= Beginning of Section =

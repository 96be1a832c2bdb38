//
// lib.rs
// Dicom-Scans-rs
//
// Exposes the loader, archive, validation, and preprocessing modules and re-exports the main entry points.
//
// Thales Matheus Mendonça Santos - October 2026

pub mod batch;
pub mod cli;
pub mod curry;
pub mod dicom_access;
pub mod error;
pub mod geometry;
pub mod loader;
pub mod metadata;
pub mod models;
pub mod pipeline;
pub mod preprocess;
pub mod stats;
pub mod storage;
pub mod structure_set;
pub mod validate;
pub mod volume;

pub use batch::purge_dicom_dir;
pub use cli::{run as run_cli, Cli, Commands};
pub use curry::{curry2, curry3};
pub use error::{ConsistencyError, Error, LoadError, PersistenceError, Result, ValidationError};
pub use loader::{
    all_masks, all_patient_scans, all_roi_names, all_volumes, load_masks, load_patient_scan,
    load_roi_names, load_volume, Collection, LoadOptions, ScanLoader,
};
pub use models::{DatasetStats, IntensityStatistics, MaskMap, PatientScan, ScanAttributes};
pub use pipeline::{
    crop_to_body, ensure_min_size, filter_roi_names, find_organ_roi, preprocess_dataset,
    preprocess_dataset_par, preprocess_mask, preprocess_patient_scan, preprocess_volume,
    OrganAliases, PreprocessOptions, PreprocessedScan, RoiFilter,
};
pub use preprocess::Interpolation;
pub use stats::{compute_dataset_stats, intensity_statistics};
pub use storage::{list_keys, read_scans, write_scans};
pub use validate::{Constraint, Invoke, Param, Validated};
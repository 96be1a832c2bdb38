//
// main.rs
// Dicom-Scans-rs
//
// Binary entry point that hands off argument parsing and dispatch to the CLI layer.
//
// Thales Matheus Mendonça Santos - October 2026

use dicom_scans::cli;

fn main() -> anyhow::Result<()> {
    cli::run()
}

= End of Section =

Copy only the lines in the listing that contain "validate".

pub mod validate;
pub use validate::{Constraint, Invoke, Param, Validated};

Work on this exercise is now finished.